National Committee for Children and Youth

views updated May 17 2018

NATIONAL COMMITTEE FOR CHILDREN AND YOUTH


The National Committee for Children and Youth (NCCY) is a private association that was established in 1960 as a part of President Eisenhower's White House Conference on Children and Youth. It was thus part of a larger initiative intended to improve the federal, state, and local services provided to the nation's children.

The committee's original mandate was fivefold. It was to implement the findings of the White House conference, to achieve greater coordination among the various programs and associations that sought to serve the needs of children and youth, to improve and speed the flow of useful information among interested organizations and agencies, to provide guidance in the planning of activities aimed toward improving children's services, and to identify new problems and issues as they arose in the provision of services to children.

Program

Eisenhower's White House conference established the Council of National Organizations for Children and Youth, a national coordinating council serving some 400 individual youth and children's service providers, and state-based Committees for Children and Youth. The NCCY, as a committee within the national council, functions as an information clearinghouse and consultation service for these member organizations, acting as a liaison between federal agencies and local, regional, and state-based child-service providers. In addition, it plays an important role in reaching out to the community at large and educating the public about child-service goals and issues.

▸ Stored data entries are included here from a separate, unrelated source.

use actix_multipart::Multipart;
use actix_web::{get, post, web, HttpRequest, HttpResponse};
use bytesize::ByteSize;
use maud::{html, Markup};
use sqlx::{Pool, Sqlite};

use crate::{
    auth::Session, error::AppError, media, model::Audio, pages, storage::Storage, util,
};

async fn fetch_owned(sql: &Pool<Sqlite>, id: i64, owner: i64) -> Result<Audio, AppError> {
    let audio = sqlx::query_as::<_, Audio>("SELECT * FROM audios WHERE id = ?")
        .bind(id)
        .fetch_optional(sql)
        .await?
        .ok_or(AppError::NotFound)?;

    if audio.owner != owner {
        return Err(AppError::Forbidden);
    }

    Ok(audio)
}

fn listing_page(user: &crate::model::User, flash: Markup, clips: &[Audio]) -> Markup {
    pages::layout(
        Some(user),
        html! {
            (flash)
            h1 class="text-xl mb-4" { "audio clips" }
            form action="/audio" method="post" enctype="multipart/form-data" class="mb-4" {
                input type="file" name="audio" accept="audio/*";
                button type="submit" class="rounded-lg bg-zinc-700 hover:bg-cyan-700 py-1 px-2" { "upload" }
            }
            @if clips.is_empty() {
                p { "no audio clips yet" }
            } @else {
                table class="table-auto m-auto" {
                    tr class="text-center odd:bg-zinc-900" {
                        th class="px-4" { "Name" }
                        th class="px-4" { "Size" }
                        th class="px-4" { "Added on" }
                        th class="px-4" { "Actions" }
                    }
                    @for entry in clips {
                        tr class="text-center odd:bg-zinc-900 hover:bg-cyan-900" {
                            td class="px-4" {
                                a href=(format!("/detalied_audio/{}", entry.id)) class="hover:text-cyan-400" { (entry.name) }
                            }
                            td class="px-4" { (ByteSize(entry.size as u64).to_string()) }
                            td class="px-4" { (util::format_ts(entry.created)) }
                            td class="px-4" {
                                a href=(format!("/detalied_audio/{}", entry.id)) class="hover:text-cyan-400 px-1" { "detail" }
                                a href=(format!("/delete_audio/{}", entry.id)) class="text-rose-500 hover:text-rose-300 px-1" { "delete" }
                            }
                        }
                    }
                }
            }
        },
    )
}

async fn list_for(sql: &Pool<Sqlite>, owner: i64) -> Result<Vec<Audio>, AppError> {
    Ok(sqlx::query_as::<_, Audio>(
        "SELECT * FROM audios WHERE owner = ? ORDER BY created DESC, id DESC",
    )
    .bind(owner)
    .fetch_all(sql)
    .await?)
}

#[get("/audio")]
async fn view_audio(
    req: HttpRequest,
    session: Session,
    sql: web::Data<Pool<Sqlite>>,
) -> Result<HttpResponse, AppError> {
    let clips = list_for(&sql, session.user.id).await?;

    Ok(pages::respond(listing_page(
        &session.user,
        pages::take_flash(&req),
        &clips,
    )))
}

#[post("/audio")]
async fn upload_audio(
    payload: Multipart,
    session: Session,
    sql: web::Data<Pool<Sqlite>>,
    storage: web::Data<Storage>,
) -> Result<HttpResponse, AppError> {
    let rerender = |clips: &[Audio], msg: &str| {
        Ok(pages::respond(listing_page(
            &session.user,
            pages::messagebox(msg),
            clips,
        )))
    };

    let form = match media::receive_form(payload).await {
        Ok(x) => x,
        Err(AppError::Validation(msg)) => {
            let clips = list_for(&sql, session.user.id).await?;
            return rerender(&clips, &msg);
        }
        Err(e) => return Err(e),
    };

    let part = match form.file("audio") {
        Some(x) => x,
        None => {
            let clips = list_for(&sql, session.user.id).await?;
            return rerender(&clips, "audio must not be empty");
        }
    };

    let info = media::describe(&part.data);

    // blob first, row second
    let file_key = storage.put(&part.data).await?;

    let inserted = sqlx::query(
        "INSERT INTO audios (owner, name, mime, file_key, size, created) VALUES (?, ?, ?, ?, ?, ?)",
    )
    .bind(session.user.id)
    .bind(&part.filename)
    .bind(part.mime.to_string())
    .bind(&file_key)
    .bind(info.size)
    .bind(info.created)
    .execute(&**sql)
    .await;

    if let Err(e) = inserted {
        storage.remove(&file_key).await;
        return Err(e.into());
    }

    Ok(util::flash_redirect("/audio", "audio uploaded"))
}

#[get("/detalied_audio/{id}")]
async fn detailed_audio(
    id: web::Path<i64>,
    session: Session,
    sql: web::Data<Pool<Sqlite>>,
) -> Result<HttpResponse, AppError> {
    let audio = fetch_owned(&sql, *id, session.user.id).await?;

    let page = pages::layout(
        Some(&session.user),
        html! {
            h1 class="text-xl mb-4" { (audio.name) }
            audio controls src=(format!("/audio_file/{}", audio.id)) class="m-auto" {}
            table class="table-auto m-auto mt-4" {
                tr class="odd:bg-zinc-900" {
                    td class="px-4 text-right" { "size" }
                    td class="px-4" { (ByteSize(audio.size as u64).to_string()) }
                }
                tr class="odd:bg-zinc-900" {
                    td class="px-4 text-right" { "type" }
                    td class="px-4" { (audio.mime) }
                }
                tr class="odd:bg-zinc-900" {
                    td class="px-4 text-right" { "added on" }
                    td class="px-4" { (util::format_ts(audio.created)) }
                }
            }
            br;
            a href=(format!("/delete_audio/{}", audio.id)) class="text-rose-500 hover:text-rose-300" { "delete" }
            " | "
            a href="/audio" class="hover:text-cyan-400" { "back" }
        },
    );

    Ok(pages::respond(page))
}

#[get("/delete_audio/{id}")]
async fn delete_audio(
    id: web::Path<i64>,
    session: Session,
    sql: web::Data<Pool<Sqlite>>,
    storage: web::Data<Storage>,
) -> Result<HttpResponse, AppError> {
    let audio = fetch_owned(&sql, *id, session.user.id).await?;

    sqlx::query("DELETE FROM audios WHERE id = ?")
        .bind(audio.id)
        .execute(&**sql)
        .await?;

    storage.remove(&audio.file_key).await;

    Ok(util::flash_redirect("/audio", "audio deleted"))
}

#[get("/audio_file/{id}")]
async fn audio_file(
    id: web::Path<i64>,
    session: Session,
    sql: web::Data<Pool<Sqlite>>,
    storage: web::Data<Storage>,
) -> Result<HttpResponse, AppError> {
    let audio = fetch_owned(&sql, *id, session.user.id).await?;
    let bytes = storage.read(&audio.file_key).await?;

    Ok(HttpResponse::Ok()
        .append_header((
            "Content-Disposition",
            format!("inline; filename=\"{}\"", audio.name),
        ))
        .content_type(audio.mime.as_str())
        .body(bytes))
}

pub fn configure(cfg: &mut web::ServiceConfig) {
    cfg.service(view_audio)
        .service(upload_audio)
        .service(detailed_audio)
        .service(delete_audio)
        .service(audio_file);
}
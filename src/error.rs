use actix_web::{
    http::{header, StatusCode},
    HttpResponse, ResponseError,
};
use log::error;
use thiserror::Error;

/// Everything a handler can fail with. Recoverable variants render a page or
/// redirect; storage-level variants surface as a 500 with no partial commit.
#[derive(Debug, Error)]
pub enum AppError {
    #[error("{0}")]
    Validation(String),

    #[error("that username is already taken")]
    DuplicateLogin,

    #[error("wrong username or password")]
    InvalidCredentials,

    #[error("not found")]
    NotFound,

    #[error("you do not own this")]
    Forbidden,

    #[error("login required")]
    Unauthenticated,

    #[error("unsupported or corrupt media file")]
    UnsupportedMedia,

    #[error("database error: {0}")]
    Database(#[from] sqlx::Error),

    #[error("io error: {0}")]
    Io(#[from] std::io::Error),

    #[error("password hashing failed")]
    Hash,
}

impl ResponseError for AppError {
    fn status_code(&self) -> StatusCode {
        match self {
            AppError::Validation(_) | AppError::UnsupportedMedia => StatusCode::BAD_REQUEST,
            AppError::DuplicateLogin => StatusCode::CONFLICT,
            AppError::InvalidCredentials => StatusCode::UNAUTHORIZED,
            AppError::NotFound => StatusCode::NOT_FOUND,
            AppError::Forbidden => StatusCode::FORBIDDEN,
            AppError::Unauthenticated => StatusCode::FOUND,
            AppError::Database(_) | AppError::Io(_) | AppError::Hash => {
                StatusCode::INTERNAL_SERVER_ERROR
            }
        }
    }

    fn error_response(&self) -> HttpResponse {
        match self {
            // A missing or expired session is not an error page, it is a
            // trip back to the login form.
            AppError::Unauthenticated => HttpResponse::Found()
                .append_header((header::LOCATION, "/login"))
                .finish(),
            AppError::Database(e) => {
                error!("database error: {e:?}");
                internal_error_page()
            }
            AppError::Io(e) => {
                error!("io error: {e:?}");
                internal_error_page()
            }
            AppError::Hash => {
                error!("password hashing failed");
                internal_error_page()
            }
            other => HttpResponse::build(other.status_code())
                .content_type("text/html; charset=utf-8")
                .body(crate::pages::error_page(&other.to_string()).into_string()),
        }
    }
}

fn internal_error_page() -> HttpResponse {
    HttpResponse::InternalServerError()
        .content_type("text/html; charset=utf-8")
        .body(crate::pages::error_page("internal server error").into_string())
}

/// Maps a SQLite UNIQUE violation to the given error, anything else stays a
/// database error.
pub fn on_unique_violation(e: sqlx::Error, unique: AppError) -> AppError {
    if let sqlx::Error::Database(db) = &e {
        if let Some(code) = db.code() {
            // 2067 = SQLITE_CONSTRAINT_UNIQUE, 1555 = primary key flavor
            if code.contains("2067") || code.contains("1555") {
                return unique;
            }
        }
    }
    AppError::Database(e)
}
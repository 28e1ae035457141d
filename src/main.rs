use actix_web::{middleware::Logger, web, App, HttpServer};
use log::info;
use sqlx::sqlite::SqlitePoolOptions;

mod audio;
mod auth;
mod config;
mod error;
mod images;
mod media;
mod model;
mod notes;
mod pages;
mod storage;
mod users;
mod util;
mod validation;

#[actix_web::main]
async fn main() -> std::io::Result<()> {
    dotenv::dotenv().ok();
    env_logger::init_from_env(env_logger::Env::new().default_filter_or("info"));

    let config = config::Config::from_env().expect("invalid configuration");

    let pool = SqlitePoolOptions::new()
        .connect(&config.database_url)
        .await
        .expect("unable to open database");

    sqlx::migrate!("./migrations")
        .run(&pool)
        .await
        .expect("migrations failed");

    let storage = storage::Storage::new(&config.storage_root).expect("unable to open blob store");

    let addr = (config.bind_addr.clone(), config.port);
    info!("listening on {}:{}", addr.0, addr.1);

    HttpServer::new(move || {
        App::new()
            .wrap(Logger::new(
                "%a \"%r\" %s %b \"%{Referer}i\" \"%{User-Agent}i\" %T",
            ))
            .app_data(web::Data::new(pool.clone()))
            .app_data(web::Data::new(storage.clone()))
            .app_data(web::Data::new(config.clone()))
            .configure(pages::configure)
            .configure(users::configure)
            .configure(notes::configure)
            .configure(images::configure)
            .configure(audio::configure)
    })
    .bind(addr)?
    .run()
    .await
}
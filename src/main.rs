//! Relay server binary: loads `RELAY_*` configuration and serves the relay router.

// std
use std::sync::Arc;
// crates.io
use color_eyre::Result;
use tokio::net::TcpListener;
use tower_http::trace::{DefaultMakeSpan, DefaultOnFailure, DefaultOnResponse, TraceLayer};
use tracing::Level;
use tracing_subscriber::{EnvFilter, layer::SubscriberExt, util::SubscriberInitExt};
// self
use device_token_relay::{
	config::RelayConfig,
	http::ReqwestHttpClient,
	service::{RelayService, routes, upstream::OAuthAuthority},
};

#[tokio::main]
async fn main() -> Result<()> {
	color_eyre::install()?;
	dotenvy::dotenv().ok();
	tracing_subscriber::registry()
		.with(EnvFilter::try_from_default_env().unwrap_or_else(|_| EnvFilter::new("info")))
		.with(tracing_subscriber::fmt::layer())
		.init();

	let config = RelayConfig::from_env()?;
	let authority: OAuthAuthority =
		OAuthAuthority::from_config(&config, ReqwestHttpClient::new()?)?;
	let bind_addr = config.bind_addr;

	if config.signing_key.is_none() {
		tracing::warn!("No signing key configured; /auth/identity-token will answer 500.");
	}

	let service = RelayService::new(config, authority);
	let app = routes::router(Arc::new(service)).layer(
		TraceLayer::new_for_http()
			.make_span_with(DefaultMakeSpan::default())
			.on_response(DefaultOnResponse::default().level(Level::DEBUG))
			.on_failure(DefaultOnFailure::default().level(Level::ERROR)),
	);
	let listener = TcpListener::bind(bind_addr).await?;

	tracing::info!(%bind_addr, "Relay listening.");

	axum::serve(listener, app).with_graceful_shutdown(shutdown_signal()).await?;

	Ok(())
}

async fn shutdown_signal() {
	if let Err(e) = tokio::signal::ctrl_c().await {
		tracing::error!(error = %e, "Failed to listen for the shutdown signal.");
	}

	tracing::info!("Shutdown signal received.");
}
//! Device mint requests as they travel over the wire and after validation.

// self
use crate::{
	_prelude::*,
	auth::{AppVersion, DeviceId, Platform},
};

/// Header carrying the device identifier.
pub const DEVICE_ID_HEADER: &str = "x-device-id";
/// Header carrying the application version.
pub const APP_VERSION_HEADER: &str = "x-app-version";
/// Header carrying the client platform.
pub const PLATFORM_HEADER: &str = "x-platform";

/// JSON body of `POST /auth/device-token`.
///
/// Every field is optional on the wire so that absent values surface as validation errors
/// rather than deserialization failures.
#[derive(Clone, Debug, Default, PartialEq, Eq, Serialize, Deserialize)]
#[serde(rename_all = "camelCase")]
pub struct DeviceRequest {
	/// Opaque per-install identifier.
	#[serde(default, skip_serializing_if = "Option::is_none")]
	pub device_id: Option<String>,
	/// Client platform label.
	#[serde(default, skip_serializing_if = "Option::is_none")]
	pub platform: Option<String>,
	/// Client application version.
	#[serde(default, skip_serializing_if = "Option::is_none")]
	pub app_version: Option<String>,
	/// Client clock at request creation, in epoch milliseconds.
	#[serde(default, skip_serializing_if = "Option::is_none")]
	pub timestamp: Option<i64>,
}
impl DeviceRequest {
	/// Creates a fully populated request stamped with `timestamp_ms`.
	pub fn new(
		device_id: &DeviceId,
		platform: &Platform,
		app_version: &AppVersion,
		timestamp_ms: i64,
	) -> Self {
		Self {
			device_id: Some(device_id.to_string()),
			platform: Some(platform.to_string()),
			app_version: Some(app_version.to_string()),
			timestamp: Some(timestamp_ms),
		}
	}

	/// Headers mirroring the body fields, as the client sends them.
	pub fn headers(&self) -> DeviceHeaders {
		DeviceHeaders {
			device_id: self.device_id.clone(),
			app_version: self.app_version.clone(),
			platform: self.platform.clone(),
		}
	}
}

/// Device fields sourced from request headers.
#[derive(Clone, Debug, Default, PartialEq, Eq)]
pub struct DeviceHeaders {
	/// Value of `X-Device-ID`.
	pub device_id: Option<String>,
	/// Value of `X-App-Version`.
	pub app_version: Option<String>,
	/// Value of `X-Platform`.
	pub platform: Option<String>,
}

/// A device request that passed every validator check.
#[derive(Clone, Debug, PartialEq, Eq)]
pub struct ValidatedRequest {
	/// Device the token is minted for.
	pub device_id: DeviceId,
	/// Platform reported by the device.
	pub platform: Platform,
	/// Accepted application version.
	pub app_version: AppVersion,
	/// Client timestamp that passed the replay window, in epoch milliseconds.
	pub requested_at_ms: i64,
}
// self
use crate::obs::{OpOutcome, RelayOp};

/// Records an operation outcome via the global metrics recorder (when enabled).
pub fn record_op_outcome(op: RelayOp, outcome: OpOutcome) {
	#[cfg(feature = "metrics")]
	{
		metrics::counter!(
			"device_token_relay_op_total",
			"op" => op.as_str(),
			"outcome" => outcome.as_str()
		)
		.increment(1);
	}

	#[cfg(not(feature = "metrics"))]
	{
		let _ = (op, outcome);
	}
}
//! Service side of the relay: validation, replay protection, minting, and the HTTP router.

pub mod minter;
pub mod replay;
pub mod routes;
pub mod upstream;
pub mod validator;

pub use minter::*;
pub use replay::*;
pub use validator::*;

// self
use crate::{
	_prelude::*,
	auth::{DeviceHeaders, DeviceRequest, IdentityAssertion, MintedToken},
	config::RelayConfig,
	obs::events,
	service::upstream::UpstreamAuthority,
};

/// Validator, optional replay guard, and minter assembled from one [`RelayConfig`].
pub struct RelayService<A> {
	config: RelayConfig,
	validator: RequestValidator,
	replay_guard: Option<ReplayGuard>,
	minter: TokenMinter<A>,
}
impl<A> RelayService<A>
where
	A: UpstreamAuthority,
{
	/// Wires the service components from `config`.
	pub fn new(config: RelayConfig, authority: A) -> Self {
		let validator = RequestValidator::from_config(&config);
		let replay_guard = config.reject_replays.then(|| ReplayGuard::new(config.replay_window));
		let minter = TokenMinter::new(&config, authority);

		Self { config, validator, replay_guard, minter }
	}

	/// Configuration the service was built from.
	pub fn config(&self) -> &RelayConfig {
		&self.config
	}

	/// Request validator.
	pub fn validator(&self) -> &RequestValidator {
		&self.validator
	}

	/// Token minter.
	pub fn minter(&self) -> &TokenMinter<A> {
		&self.minter
	}

	/// Validates a device request observed at `now` and mints a token for it.
	pub async fn mint_for_device_at(
		&self,
		body: &DeviceRequest,
		headers: &DeviceHeaders,
		now: OffsetDateTime,
	) -> Result<MintedToken> {
		let validated = self.validator.validate(body, headers, now)?;

		if let Some(guard) = &self.replay_guard {
			guard
				.check_and_record(&validated, now)
				.inspect_err(|e| events::request_rejected(body, headers, e))?;
		}

		self.minter.mint(&validated).await
	}

	/// Validates a device request against the current clock and mints a token for it.
	pub async fn mint_for_device(
		&self,
		body: &DeviceRequest,
		headers: &DeviceHeaders,
	) -> Result<MintedToken> {
		self.mint_for_device_at(body, headers, OffsetDateTime::now_utc()).await
	}

	/// Mints a token for a bearer-authenticated caller.
	pub async fn mint_for_bearer(&self) -> Result<MintedToken> {
		self.minter.mint_for_bearer().await
	}

	/// Issues a self-signed identity assertion.
	pub fn issue_identity_assertion(&self) -> Result<IdentityAssertion> {
		self.minter.issue_identity_assertion()
	}
}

The NCCY fulfills its mission through its publications division. It produces a quarterly newsletter, distributed to service providers and individuals, which recounts the accomplishments and ongoing projects of the various service agencies at all levels of government. It also sponsors conferences that bring together professionals in the field of child services. It has also produced reports, books, and research articles, which are used to train educators, social workers, and other professional child-service providers.

Programs

A central concern of the NCCY since its inception has been to improve literacy among the nation's youth. One important project, aimed at young people in their teens, has been the establishment of remedial reading programs, which seek to improve reading skills in children who have been passed along through the school system without acquiring the ability to read at a basic level of competency. This type of project is typical of the work of the NCCY, involving as it does a collaboration between a number of independent agencies and individuals, such as the U.S. Department of Labor's Manpower Administration, local schools, and social workers. However, the NCCY does not maintain long-term control over such projects. As an initiative proves itself to be successful, the NCCY finds an appropriate agency to take over the service, thus freeing itself to explore new programs and initiatives.

Organizational Structure

The NCCY is a division within the Council of National Organizations for Children and Youth, and as such it serves the larger agenda of its parent agency. It also works closely with the National Council of State Committees for Children and Youth, each of which elects five of its members to three-year terms of service on the NCCY. The bylaws of the committee provide that at least two members must be under the age of twenty-five, to make certain that the concerns of the committee's target population are understood and adequately addressed.

History

The NCCY was born out of President Eisenhower's 1960 educational initiative, the 1960 Golden Anniversary White House Conference on Children and Youth. The original conference was part of a long tradition in which, at the start of each decade since 1909, the sitting president would call together a wide range of professionals, from educators to physicians, who served the needs of the nation's children and youth. The 1960 conference attracted more than 7,000 participants, drawn from every state and territory in the United States. During the course of the conference, it was determined that a permanent committee should be established to provide continuity, collaboration, and focus for the widely disparate individuals, organizations, and government agencies that shared an interest in child services.

At the 1970 White House Conference, it was decided that each state should establish its own Committee on Children and Youth, and the NCCY's role changed from direct involvement in developing projects to a more advisory and facilitative function. It assumed the responsibility of providing national leadership and serving as an informational clearing-house through which the local initiatives could be communicated to interested parties, agencies, and committees elsewhere in the country.